The answer must be every line below that holds the word "TreeRender".

DATA FOR THIS TASK Block Start

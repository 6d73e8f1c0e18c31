use generational_arena::{Arena, Index};
use tracing::instrument;

/// Tree node in the arena-based forest structure.
#[derive(Debug)]
pub struct TreeNode<T> {
    /// Domain payload wrapped by this node, exactly one per node
    pub payload: T,
    /// Index of the parent node in the arena, None for root nodes
    pub parent: Option<Index>,
    /// Indices of child nodes in the arena, in recognition order
    pub children: Vec<Index>,
}

impl<T> TreeNode<T> {
    pub fn new(payload: T) -> Self {
        Self {
            payload,
            parent: None,
            children: Vec::new(),
        }
    }

    /// True iff this node has no parent.
    pub fn is_root(&self) -> bool {
        self.parent.is_none()
    }
}

/// Arena-based forest structure for efficient hierarchy management.
///
/// Uses generational arena for memory-safe node references and O(1) lookups.
/// All nodes of one assembly live in a single arena; parent and child links
/// are arena indices rather than direct references. Parent links are
/// non-owning back-references used purely for upward traversal.
#[derive(Debug)]
pub struct Forest<T> {
    /// Arena storage for all forest nodes
    arena: Arena<TreeNode<T>>,
    /// Node indices in insertion order
    order: Vec<Index>,
}

impl<T> Default for Forest<T> {
    fn default() -> Self {
        Self::new()
    }
}

impl<T> Forest<T> {
    pub fn new() -> Self {
        Self {
            arena: Arena::new(),
            order: Vec::new(),
        }
    }

    /// Insert a new node wrapping `payload`, with no parent and no children.
    #[instrument(level = "trace", skip(self, payload))]
    pub fn insert(&mut self, payload: T) -> Index {
        let idx = self.arena.insert(TreeNode::new(payload));
        self.order.push(idx);
        idx
    }

    #[instrument(level = "trace", skip(self))]
    pub fn get(&self, idx: Index) -> Option<&TreeNode<T>> {
        self.arena.get(idx)
    }

    #[instrument(level = "trace", skip(self))]
    pub fn get_mut(&mut self, idx: Index) -> Option<&mut TreeNode<T>> {
        self.arena.get_mut(idx)
    }

    pub fn payload(&self, idx: Index) -> Option<&T> {
        self.get(idx).map(|node| &node.payload)
    }

    pub fn payload_mut(&mut self, idx: Index) -> Option<&mut T> {
        self.get_mut(idx).map(|node| &mut node.payload)
    }

    /// Replace a node's payload. Links are unaffected.
    #[instrument(level = "trace", skip(self, payload))]
    pub fn set_payload(&mut self, idx: Index, payload: T) {
        if let Some(node) = self.arena.get_mut(idx) {
            node.payload = payload;
        }
    }

    /// The node's parent index, or None for roots and stale indices.
    #[instrument(level = "trace", skip(self))]
    pub fn parent(&self, idx: Index) -> Option<Index> {
        self.get(idx).and_then(|node| node.parent)
    }

    /// Replace the parent link only. The node is not removed from a previous
    /// parent's child list; keeping both sides consistent is the assembler's
    /// responsibility.
    #[instrument(level = "trace", skip(self))]
    pub fn set_parent(&mut self, idx: Index, parent: Option<Index>) {
        if let Some(node) = self.arena.get_mut(idx) {
            node.parent = parent;
        }
    }

    /// Read view of the node's children, in recognition order.
    #[instrument(level = "trace", skip(self))]
    pub fn children(&self, idx: Index) -> &[Index] {
        self.get(idx).map_or(&[], |node| node.children.as_slice())
    }

    /// Append `child` to `parent`'s child list. The child's parent link is
    /// not touched; the assembler must set both sides.
    #[instrument(level = "trace", skip(self))]
    pub fn add_child(&mut self, parent: Index, child: Index) {
        if let Some(node) = self.arena.get_mut(parent) {
            node.children.push(child);
        }
    }

    /// True iff the node exists and has no parent.
    #[instrument(level = "trace", skip(self))]
    pub fn is_root(&self, idx: Index) -> bool {
        self.get(idx).is_some_and(|node| node.is_root())
    }

    /// Indices of all parentless nodes, in insertion order.
    #[instrument(level = "debug", skip(self))]
    pub fn roots(&self) -> Vec<Index> {
        self.order
            .iter()
            .copied()
            .filter(|&idx| self.is_root(idx))
            .collect()
    }

    /// All node indices in insertion order.
    pub fn indices(&self) -> &[Index] {
        &self.order
    }

    pub fn len(&self) -> usize {
        self.arena.len()
    }

    pub fn is_empty(&self) -> bool {
        self.arena.is_empty()
    }

    /// Depth-first preorder traversal over the whole forest, visiting roots
    /// in insertion order and children left-to-right.
    #[instrument(level = "trace", skip(self))]
    pub fn iter(&self) -> ForestIterator<'_, T> {
        ForestIterator::new(self, self.roots())
    }

    /// Preorder traversal of the subtree rooted at `idx`.
    #[instrument(level = "trace", skip(self))]
    pub fn iter_from(&self, idx: Index) -> ForestIterator<'_, T> {
        ForestIterator::new(self, vec![idx])
    }

    /// Postorder traversal over the whole forest (children before parents).
    #[instrument(level = "trace", skip(self))]
    pub fn iter_postorder(&self) -> PostOrderIterator<'_, T> {
        PostOrderIterator::new(self, self.roots())
    }

    /// Maximum node count on any root-to-leaf path, 0 for an empty forest.
    #[instrument(level = "debug", skip(self))]
    pub fn depth(&self) -> usize {
        self.roots()
            .iter()
            .map(|&root| self.subtree_depth(root))
            .max()
            .unwrap_or(0)
    }

    #[instrument(level = "trace", skip(self))]
    fn subtree_depth(&self, idx: Index) -> usize {
        if let Some(node) = self.get(idx) {
            1 + node
                .children
                .iter()
                .map(|&child| self.subtree_depth(child))
                .max()
                .unwrap_or(0)
        } else {
            0
        }
    }

    /// Collects all leaf nodes (nodes with no children), in preorder.
    #[instrument(level = "debug", skip(self))]
    pub fn leaf_nodes(&self) -> Vec<Index> {
        self.iter()
            .filter(|(_, node)| node.children.is_empty())
            .map(|(idx, _)| idx)
            .collect()
    }

    /// Every leaf-to-root index path in the forest, one per leaf.
    ///
    /// The upward walk keeps a visited set, so a malformed parent chain
    /// terminates instead of looping.
    #[instrument(level = "debug", skip(self))]
    pub fn branches(&self) -> Vec<Vec<Index>> {
        let mut branches = Vec::new();
        for leaf in self.leaf_nodes() {
            let mut branch = Vec::new();
            let mut current = Some(leaf);
            while let Some(idx) = current {
                if branch.contains(&idx) {
                    break;
                }
                branch.push(idx);
                current = self.parent(idx);
            }
            branches.push(branch);
        }
        branches
    }
}

pub struct ForestIterator<'a, T> {
    forest: &'a Forest<T>,
    stack: Vec<Index>,
}

impl<'a, T> ForestIterator<'a, T> {
    fn new(forest: &'a Forest<T>, mut starts: Vec<Index>) -> Self {
        // Pop order is LIFO, so reverse to visit starts first-to-last
        starts.reverse();
        Self {
            forest,
            stack: starts,
        }
    }
}

impl<'a, T> Iterator for ForestIterator<'a, T> {
    type Item = (Index, &'a TreeNode<T>);

    fn next(&mut self) -> Option<Self::Item> {
        while let Some(current_idx) = self.stack.pop() {
            if let Some(node) = self.forest.get(current_idx) {
                // Push children in reverse order for left-to-right traversal
                for &child in node.children.iter().rev() {
                    self.stack.push(child);
                }
                return Some((current_idx, node));
            }
        }
        None
    }
}

pub struct PostOrderIterator<'a, T> {
    forest: &'a Forest<T>,
    stack: Vec<(Index, bool)>,
}

impl<'a, T> PostOrderIterator<'a, T> {
    fn new(forest: &'a Forest<T>, starts: Vec<Index>) -> Self {
        let stack = starts.into_iter().rev().map(|idx| (idx, false)).collect();
        Self { forest, stack }
    }
}

impl<'a, T> Iterator for PostOrderIterator<'a, T> {
    type Item = (Index, &'a TreeNode<T>);

    fn next(&mut self) -> Option<Self::Item> {
        while let Some((current_idx, visited)) = self.stack.pop() {
            if let Some(node) = self.forest.get(current_idx) {
                if !visited {
                    self.stack.push((current_idx, true));
                    for &child in node.children.iter().rev() {
                        self.stack.push((child, false));
                    }
                } else {
                    return Some((current_idx, node));
                }
            }
        }
        None
    }
}

#[cfg(test)]
mod tests {
    use super::*;

    #[test]
    fn test_insert_starts_detached() {
        let mut forest = Forest::new();
        let idx = forest.insert("a");

        assert!(forest.is_root(idx));
        assert!(forest.children(idx).is_empty());
        assert_eq!(forest.parent(idx), None);
    }

    #[test]
    fn test_link_primitives_are_one_sided() {
        let mut forest = Forest::new();
        let parent = forest.insert("parent");
        let child = forest.insert("child");

        forest.add_child(parent, child);
        assert_eq!(forest.children(parent), &[child]);
        // add_child alone leaves the child a root
        assert!(forest.is_root(child));

        forest.set_parent(child, Some(parent));
        assert!(!forest.is_root(child));
        assert_eq!(forest.parent(child), Some(parent));
    }

    #[test]
    fn test_set_payload_keeps_links() {
        let mut forest = Forest::new();
        let parent = forest.insert(1);
        let child = forest.insert(2);
        forest.set_parent(child, Some(parent));
        forest.add_child(parent, child);

        forest.set_payload(child, 20);

        assert_eq!(forest.payload(child), Some(&20));
        assert_eq!(forest.parent(child), Some(parent));
        assert_eq!(forest.children(parent), &[child]);
    }

    #[test]
    fn test_roots_preserve_insertion_order() {
        let mut forest = Forest::new();
        let a = forest.insert("a");
        let b = forest.insert("b");
        let c = forest.insert("c");
        forest.set_parent(b, Some(a));
        forest.add_child(a, b);

        assert_eq!(forest.roots(), vec![a, c]);
    }
}
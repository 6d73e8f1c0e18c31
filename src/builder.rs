use std::collections::HashSet;

use generational_arena::Index;
use tracing::instrument;

use crate::arena::Forest;
use crate::errors::{AssemblyError, AssemblyResult};

/// Capability a domain object must provide to participate in forest assembly.
///
/// The predicate must be total, deterministic and side-effect free. It is
/// expected to be irreflexive (an object is not its own parent), but the
/// builder does not enforce this.
pub trait ParentOf {
    /// True exactly when `self` is the immediate (one-level) parent of
    /// `candidate_child` in the caller's domain model.
    fn is_parent_of(&self, candidate_child: &Self) -> bool;
}

/// Assembles forests from flat sequences of parent-aware objects.
///
/// Each input object becomes exactly one node. Parent assignment is a
/// pairwise scan with a first-match policy: when several candidates claim
/// the same child, the candidate earliest in input order wins and later
/// matches are ignored. Objects with no matching parent become roots,
/// including objects whose declared parent is absent from the input.
pub struct TreeBuilder {
    check_cycles: bool,
}

impl Default for TreeBuilder {
    fn default() -> Self {
        Self::new()
    }
}

impl TreeBuilder {
    pub fn new() -> Self {
        Self {
            check_cycles: false,
        }
    }

    /// Fail with [`AssemblyError::CyclicParentage`] when the parentage
    /// relation traps nodes in a cycle, instead of silently leaving them
    /// out of the root list.
    pub fn check_cycles(mut self, enabled: bool) -> Self {
        self.check_cycles = enabled;
        self
    }

    /// Wrap every object in a node, link parents and children, and return
    /// the populated forest.
    #[instrument(level = "debug", skip(self, objects))]
    pub fn build<T: ParentOf>(&self, objects: Vec<T>) -> AssemblyResult<Forest<T>> {
        self.build_with(objects, |object| object)
    }

    /// Like [`TreeBuilder::build`], with a factory producing the stored
    /// payload for each object. Parentage is computed on the domain objects
    /// before they pass through the factory.
    #[instrument(level = "debug", skip_all)]
    pub fn build_with<P, T, F>(&self, objects: Vec<P>, make_payload: F) -> AssemblyResult<Forest<T>>
    where
        P: ParentOf,
        F: FnMut(P) -> T,
    {
        let forest = assemble(objects, make_payload);
        if self.check_cycles {
            verify_acyclic(&forest)?;
        }
        Ok(forest)
    }
}

/// Assemble a forest with the default policy. Never fails; nodes trapped in
/// a parentage cycle are simply absent from the root list.
#[instrument(level = "debug", skip(objects))]
pub fn build_forest<T: ParentOf>(objects: Vec<T>) -> Forest<T> {
    assemble(objects, |object| object)
}

fn assemble<P, T, F>(objects: Vec<P>, mut make_payload: F) -> Forest<T>
where
    P: ParentOf,
    F: FnMut(P) -> T,
{
    // O(n^2) pairwise scan; the predicate is opaque, so no indexing by a
    // candidate key is possible. First matching candidate in input order
    // wins. No identity short-circuit: an object claiming itself becomes
    // its own parent.
    let parent_positions: Vec<Option<usize>> = objects
        .iter()
        .map(|object| {
            objects
                .iter()
                .position(|candidate| candidate.is_parent_of(object))
        })
        .collect();

    let mut forest = Forest::new();
    let indices: Vec<Index> = objects
        .into_iter()
        .map(|object| forest.insert(make_payload(object)))
        .collect();

    // Link both sides; children end up in input order per parent.
    for (child_pos, parent_pos) in parent_positions.iter().enumerate() {
        if let Some(parent_pos) = parent_pos {
            forest.set_parent(indices[child_pos], Some(indices[*parent_pos]));
            forest.add_child(indices[*parent_pos], indices[child_pos]);
        }
    }

    forest
}

/// Walk parent links from every node with a visited set. A node that
/// revisits itself before reaching a parentless node is trapped in a cycle.
fn verify_acyclic<T>(forest: &Forest<T>) -> AssemblyResult<()> {
    let mut reaches_root: HashSet<Index> = HashSet::new();

    for &start in forest.indices() {
        let mut path: Vec<Index> = Vec::new();
        let mut current = start;
        loop {
            if reaches_root.contains(&current) {
                break;
            }
            if path.contains(&current) {
                return Err(AssemblyError::CyclicParentage(current));
            }
            path.push(current);
            match forest.parent(current) {
                Some(parent) => current = parent,
                None => break,
            }
        }
        reaches_root.extend(path);
    }

    Ok(())
}
use generational_arena::Index;
use thiserror::Error;

/// Errors surfaced during forest assembly.
///
/// Orphan promotion and ambiguous parentage are policy outcomes, not errors;
/// the only failure the builder can raise is a detected parentage cycle,
/// and only when cycle checking is enabled.
#[derive(Error, Debug)]
pub enum AssemblyError {
    #[error("cyclic parentage: node {0:?} never reaches a root")]
    CyclicParentage(Index),
}

pub type AssemblyResult<T> = Result<T, AssemblyError>;
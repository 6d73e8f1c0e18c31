use std::fmt::Display;

use generational_arena::Index;
use termtree::Tree;
use tracing::instrument;

use crate::arena::Forest;

/// Conversion of assembled forests into printable termtree structures.
pub trait TreeRender {
    /// Printable tree for the subtree rooted at `root`.
    fn subtree_to_tree(&self, root: Index) -> Tree<String>;

    /// Printable trees, one per root, in root order.
    fn to_trees(&self) -> Vec<Tree<String>>;
}

impl<T: Display> TreeRender for Forest<T> {
    #[instrument(level = "debug", skip(self))]
    fn subtree_to_tree(&self, root: Index) -> Tree<String> {
        fn build<T: Display>(forest: &Forest<T>, idx: Index, parent_tree: &mut Tree<String>) {
            for &child_idx in forest.children(idx) {
                if let Some(child) = forest.get(child_idx) {
                    let mut child_tree = Tree::new(child.payload.to_string());
                    build(forest, child_idx, &mut child_tree);
                    parent_tree.push(child_tree);
                }
            }
        }

        match self.get(root) {
            Some(node) => {
                let mut tree = Tree::new(node.payload.to_string());
                build(self, root, &mut tree);
                tree
            }
            None => Tree::new("<empty>".to_string()),
        }
    }

    #[instrument(level = "debug", skip(self))]
    fn to_trees(&self) -> Vec<Tree<String>> {
        self.roots()
            .into_iter()
            .map(|root| self.subtree_to_tree(root))
            .collect()
    }
}
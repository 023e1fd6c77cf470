use crate::game_state::chess_types::*;
use crate::move_generation::legal_move_shared::push_targets;
use crate::moves::rook_moves::rook_attacks;

/// Slides until the edge, stopping on an enemy (capture) or before a friend.
pub fn generate_rook_moves(board: &Board, from: Square, piece: Piece, out: &mut Vec<Move>) {
    let own_occ = board.occupancy(piece.color);
    let attacks = rook_attacks(from, board.occupancy_all());
    push_targets(from, attacks & !own_occ, out);
}

#[cfg(test)]
mod tests {
    use super::generate_rook_moves;
    use crate::game_state::chess_types::*;
    use crate::utils::placement::parse_placement;

    #[test]
    fn rook_captures_enemy_and_stops_before_friend() {
        let board = parse_placement("4k3/8/8/p6R/8/8/7P/4K3").unwrap();
        let from = Square::new(3, 7).unwrap();
        let mut out = Vec::new();
        generate_rook_moves(&board, from, board.get(from).unwrap(), &mut out);
        let targets: Vec<_> = out.iter().map(|mv| mv.to).collect();

        assert!(targets.contains(&Square::new(3, 0).unwrap()));
        assert!(targets.contains(&Square::new(0, 7).unwrap()));
        assert!(targets.contains(&Square::new(5, 7).unwrap()));
        assert!(!targets.contains(&Square::new(6, 7).unwrap()));
        assert_eq!(targets.len(), 7 + 3 + 2);
    }
}
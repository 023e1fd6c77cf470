//! Board diagrams in FEN piece-placement form.
//!
//! Rows are written from row 0 (Black's home) to row 7 (White's home), columns
//! left to right, digits for runs of empty squares. Letters follow FEN with
//! `C`/`c` added for the chatur; uppercase is White.
//!
//! Diagrams carry no move history, so `has_moved` is inferred: pawns and
//! chaturs off their starting row, kings off their home square and rooks off
//! their corners count as moved. Everything else is unmoved.

use crate::errors::ChessErrors;
use crate::game_state::chess_rules::{
    KING_HOME_COL, KINGSIDE_ROOK_COL, QUEENSIDE_ROOK_COL, STARTING_PLACEMENT,
};
use crate::game_state::chess_types::*;

pub fn parse_placement(placement: &str) -> Result<Board, ChessErrors> {
    let rows: Vec<&str> = placement.trim().split('/').collect();
    if rows.len() != 8 {
        return Err(ChessErrors::InvalidPlacementForm(placement.to_owned()));
    }

    let mut board = Board::empty();

    for (row, row_str) in rows.iter().enumerate() {
        let mut col = 0usize;

        for ch in row_str.chars() {
            if let Some(empty_count) = ch.to_digit(10) {
                if !(1..=8).contains(&empty_count) {
                    return Err(ChessErrors::InvalidPlacementToken(ch));
                }
                col += empty_count as usize;
                continue;
            }

            let (color, kind) =
                piece_from_char(ch).ok_or(ChessErrors::InvalidPlacementToken(ch))?;

            if col >= 8 {
                return Err(ChessErrors::InvalidPlacementForm(placement.to_owned()));
            }

            let square = Square::new(row as u8, col as u8)?;
            let piece = Piece {
                kind,
                color,
                has_moved: inferred_moved(kind, color, square),
            };
            board.set(square, Some(piece));
            col += 1;
        }

        if col != 8 {
            return Err(ChessErrors::InvalidPlacementForm(placement.to_owned()));
        }
    }

    for color in [Color::White, Color::Black] {
        if board.count_kings(color) > 1 {
            return Err(ChessErrors::DuplicateKing(color));
        }
    }

    Ok(board)
}

/// Inverse of `parse_placement`; moved flags are not encoded.
pub fn generate_placement(board: &Board) -> String {
    let mut out = String::with_capacity(STARTING_PLACEMENT.len());

    for row in 0..8u8 {
        let mut empty = 0;
        for col in 0..8u8 {
            match board.get(Square::from_index(row * 8 + col)) {
                Some(piece) => {
                    if empty > 0 {
                        out.push(char::from(b'0' + empty));
                        empty = 0;
                    }
                    out.push(piece_to_char(piece.color, piece.kind));
                }
                None => empty += 1,
            }
        }
        if empty > 0 {
            out.push(char::from(b'0' + empty));
        }
        if row < 7 {
            out.push('/');
        }
    }

    out
}

fn inferred_moved(kind: PieceKind, color: Color, square: Square) -> bool {
    let on_home_row = square.row() == color.home_row();
    match kind {
        PieceKind::Pawn | PieceKind::Chatur => square.row() != color.pawn_row(),
        PieceKind::King => !(on_home_row && square.col() == KING_HOME_COL),
        PieceKind::Rook => {
            !(on_home_row
                && (square.col() == KINGSIDE_ROOK_COL || square.col() == QUEENSIDE_ROOK_COL))
        }
        _ => false,
    }
}

fn piece_from_char(ch: char) -> Option<(Color, PieceKind)> {
    let color = if ch.is_ascii_uppercase() {
        Color::White
    } else {
        Color::Black
    };
    let kind = match ch.to_ascii_lowercase() {
        'p' => PieceKind::Pawn,
        'c' => PieceKind::Chatur,
        'n' => PieceKind::Knight,
        'b' => PieceKind::Bishop,
        'r' => PieceKind::Rook,
        'q' => PieceKind::Queen,
        'k' => PieceKind::King,
        _ => return None,
    };
    Some((color, kind))
}

fn piece_to_char(color: Color, kind: PieceKind) -> char {
    let ch = match kind {
        PieceKind::Pawn => 'p',
        PieceKind::Chatur => 'c',
        PieceKind::Knight => 'n',
        PieceKind::Bishop => 'b',
        PieceKind::Rook => 'r',
        PieceKind::Queen => 'q',
        PieceKind::King => 'k',
    };
    match color {
        Color::White => ch.to_ascii_uppercase(),
        Color::Black => ch,
    }
}

#[cfg(test)]
mod tests {
    use super::*;

    fn sq(row: u8, col: u8) -> Square {
        Square::new(row, col).unwrap()
    }

    #[test]
    fn starting_placement_matches_starting_position() {
        assert_eq!(
            parse_placement(STARTING_PLACEMENT).unwrap(),
            Board::starting_position()
        );
        assert_eq!(
            generate_placement(&Board::starting_position()),
            STARTING_PLACEMENT
        );
    }

    #[test]
    fn moved_flags_are_inferred_from_position() {
        let board = parse_placement("3k4/8/8/8/8/3C4/1C6/R3K1R1").unwrap();
        assert!(board.get(sq(5, 3)).unwrap().has_moved);
        assert!(!board.get(sq(6, 1)).unwrap().has_moved);
        assert!(!board.get(sq(7, 0)).unwrap().has_moved);
        assert!(board.get(sq(7, 6)).unwrap().has_moved);
        assert!(!board.get(sq(7, 4)).unwrap().has_moved);
        assert!(board.get(sq(0, 3)).unwrap().has_moved);
    }

    #[test]
    fn rejects_malformed_diagrams() {
        assert!(matches!(
            parse_placement("8/8/8"),
            Err(ChessErrors::InvalidPlacementForm(_))
        ));
        assert!(matches!(
            parse_placement("8/8/8/8/8/8/8/7"),
            Err(ChessErrors::InvalidPlacementForm(_))
        ));
        assert_eq!(
            parse_placement("8/8/8/8/8/8/8/7x"),
            Err(ChessErrors::InvalidPlacementToken('x'))
        );
        assert_eq!(
            parse_placement("8/8/8/8/8/8/8/k6k"),
            Err(ChessErrors::DuplicateKing(Color::Black))
        );
    }
}
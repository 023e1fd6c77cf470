use crate::game_state::chess_types::*;
use crate::move_generation::castling::generate_castling_moves;
use crate::move_generation::legal_move_shared::push_targets;
use crate::moves::king_moves::king_attacks;

/// Single steps onto empty or enemy squares, plus any eligible castles.
pub fn generate_king_moves(board: &Board, from: Square, piece: Piece, out: &mut Vec<Move>) {
    let own_occ = board.occupancy(piece.color);
    push_targets(from, king_attacks(from) & !own_occ, out);

    generate_castling_moves(board, from, piece, out);
}

#[cfg(test)]
mod tests {
    use super::generate_king_moves;
    use crate::game_state::chess_types::*;
    use crate::utils::placement::parse_placement;

    #[test]
    fn boxed_in_king_has_no_moves() {
        let board = Board::starting_position();
        let from = Square::new(7, 4).unwrap();
        let mut out = Vec::new();
        generate_king_moves(&board, from, board.get(from).unwrap(), &mut out);
        assert!(out.is_empty());
    }

    #[test]
    fn castles_are_tagged() {
        let board = parse_placement("4k3/8/8/8/8/8/8/R3K2R").unwrap();
        let from = Square::new(7, 4).unwrap();
        let mut out = Vec::new();
        generate_king_moves(&board, from, board.get(from).unwrap(), &mut out);

        let castles: Vec<_> = out.iter().filter_map(|mv| mv.castling).collect();
        assert_eq!(castles, vec![CastleSide::Kingside, CastleSide::Queenside]);
        assert_eq!(out.len(), 5 + 2);
    }
}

DATA FOR THIS TASK Block End

• ANSWER TO THE PROBLEM:
pub trait TreeRender {
impl<T: Display> TreeRender for Forest<T> {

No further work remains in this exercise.